(Beginning of EXERCISE DATA)

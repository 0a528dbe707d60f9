use crate::engine::PricingEngine;
use chrono::{Datelike, NaiveDate, Weekday};
use core_types::GuestType;
use rust_decimal::Decimal;
use rust_decimal_macros::dec;
use serde::{Deserialize, Serialize};
use std::fmt;

/// How soon an unbooked gap needs filling.
#[derive(Debug, Clone, Copy, PartialEq, Eq, Serialize, Deserialize)]
#[serde(rename_all = "lowercase")]
pub enum Urgency {
    Critical,
    High,
    Medium,
    Low,
}

impl fmt::Display for Urgency {
    fn fmt(&self, f: &mut fmt::Formatter<'_>) -> fmt::Result {
        f.write_str(match self {
            Urgency::Critical => "critical",
            Urgency::High => "high",
            Urgency::Medium => "medium",
            Urgency::Low => "low",
        })
    }
}

/// `(max days until start, urgency, discount)`, checked top to bottom.
const URGENCY_TIERS: [(i64, Urgency, Decimal); 3] = [
    (2, Urgency::Critical, dec!(0.30)),
    (7, Urgency::High, dec!(0.20)),
    (14, Urgency::Medium, dec!(0.15)),
];
const FALLBACK_TIER: (Urgency, Decimal) = (Urgency::Low, dec!(0.10));

/// Sunday gaps at least this long are pitched to families.
const FAMILY_MIN_NIGHTS: i64 = 4;

/// An unfilled `[start, end)` stretch of the calendar and how to sell it.
#[derive(Debug, Clone, PartialEq, Serialize, Deserialize)]
pub struct GapPeriod {
    pub start: NaiveDate,
    pub end: NaiveDate,
    pub nights: i64,
    /// Days from "today" to `start`; negative for gaps already in the past.
    pub days_until: i64,
    /// Fraction in `[0, 1)` to take off the base price.
    pub suggested_discount: Decimal,
    pub target_segment: GuestType,
    pub urgency: Urgency,
}

/// The numbers behind a last-minute promotion for a gap.
#[derive(Debug, Clone, PartialEq, Serialize, Deserialize)]
pub struct GapOffer {
    pub discounted_price: Decimal,
    pub discount_percent: Decimal,
    pub urgency: Urgency,
    pub target_segment: GuestType,
}

/// Maps days-until-start to an urgency tier and its discount.
pub fn urgency_for(days_until: i64) -> (Urgency, Decimal) {
    URGENCY_TIERS
        .iter()
        .find(|(limit, _, _)| days_until <= *limit)
        .map(|(_, urgency, discount)| (*urgency, *discount))
        .unwrap_or(FALLBACK_TIER)
}

/// Picks the guest segment most likely to book a gap starting on `start`.
pub fn target_segment(start: NaiveDate, nights: i64) -> GuestType {
    match start.weekday() {
        Weekday::Fri | Weekday::Sat => GuestType::Couple,
        Weekday::Mon | Weekday::Tue | Weekday::Wed | Weekday::Thu => GuestType::Business,
        Weekday::Sun if nights >= FAMILY_MIN_NIGHTS => GuestType::Family,
        Weekday::Sun => GuestType::Couple,
    }
}

impl PricingEngine {
    /// Classifies the gap `[start, end)` as seen from `today`.
    ///
    /// Callers must pass `end > start`; the engine does not check it.
    pub fn analyze_gap(&self, start: NaiveDate, end: NaiveDate, today: NaiveDate) -> GapPeriod {
        debug_assert!(end > start, "gap must end after it starts");

        let nights = (end - start).num_days();
        let days_until = (start - today).num_days();
        if days_until < 0 {
            tracing::warn!(%start, %today, days_until, "Analyzing a gap that has already started.");
        }

        let (urgency, suggested_discount) = urgency_for(days_until);
        let target = target_segment(start, nights);

        tracing::debug!(%start, %end, nights, days_until, %urgency, %target, "Analyzed gap.");

        GapPeriod {
            start,
            end,
            nights,
            days_until,
            suggested_discount,
            target_segment: target,
            urgency,
        }
    }

    /// Discounted nightly price for a gap, off the property's base price.
    pub fn gap_offer(&self, gap: &GapPeriod) -> GapOffer {
        let base = self.property().base_price;
        GapOffer {
            discounted_price: (base * (Decimal::ONE - gap.suggested_discount)).round(),
            discount_percent: (gap.suggested_discount * dec!(100)).round(),
            urgency: gap.urgency,
            target_segment: gap.target_segment,
        }
    }
}
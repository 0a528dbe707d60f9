//! # Dynamic Pricing Engine
//!
//! Suggests a nightly price for a rental on any date and classifies unbooked
//! calendar gaps into urgency and discount tiers.
//!
//! - **Pure logic:** depends only on `core-types`. No I/O, no clock; "today"
//!   is always passed in.
//! - **Fixed tables:** season, weekday and urgency factors are constant tables
//!   so they can be audited and asserted on directly.
//!
//! ## Public API
//!
//! - `PricingEngine`: `price_for`, `price_calendar`, `analyze_gap`, `gap_offer`.
//! - `EventCatalog` / `Event`: the date ranges that carry price premiums.
//! - `PriceQuote`, `GapPeriod`, `GapOffer`: the values handed to renderers.

pub mod catalog;
pub mod engine;
pub mod error;
pub mod gap;
pub mod quote;

pub use catalog::{Event, EventCatalog};
pub use engine::{season_for, PricingEngine};
pub use error::PricingError;
pub use gap::{GapOffer, GapPeriod, Urgency};
pub use quote::{PriceQuote, Season};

(End of EXERCISE DATA)

TO DO:
The entries above hold the needed span. Transcribe exactly the lines from the one with "NaiveDate, today: NaiveDate)" to the one with "let base = self.property().base_price;", both included.

EXERCISE RESPONSE:
    pub fn analyze_gap(&self, start: NaiveDate, end: NaiveDate, today: NaiveDate) -> GapPeriod {
        debug_assert!(end > start, "gap must end after it starts");

        let nights = (end - start).num_days();
        let days_until = (start - today).num_days();
        if days_until < 0 {
            tracing::warn!(%start, %today, days_until, "Analyzing a gap that has already started.");
        }

        let (urgency, suggested_discount) = urgency_for(days_until);
        let target = target_segment(start, nights);

        tracing::debug!(%start, %end, nights, days_until, %urgency, %target, "Analyzed gap.");

        GapPeriod {
            start,
            end,
            nights,
            days_until,
            suggested_discount,
            target_segment: target,
            urgency,
        }
    }

    /// Discounted nightly price for a gap, off the property's base price.
    pub fn gap_offer(&self, gap: &GapPeriod) -> GapOffer {
        let base = self.property().base_price;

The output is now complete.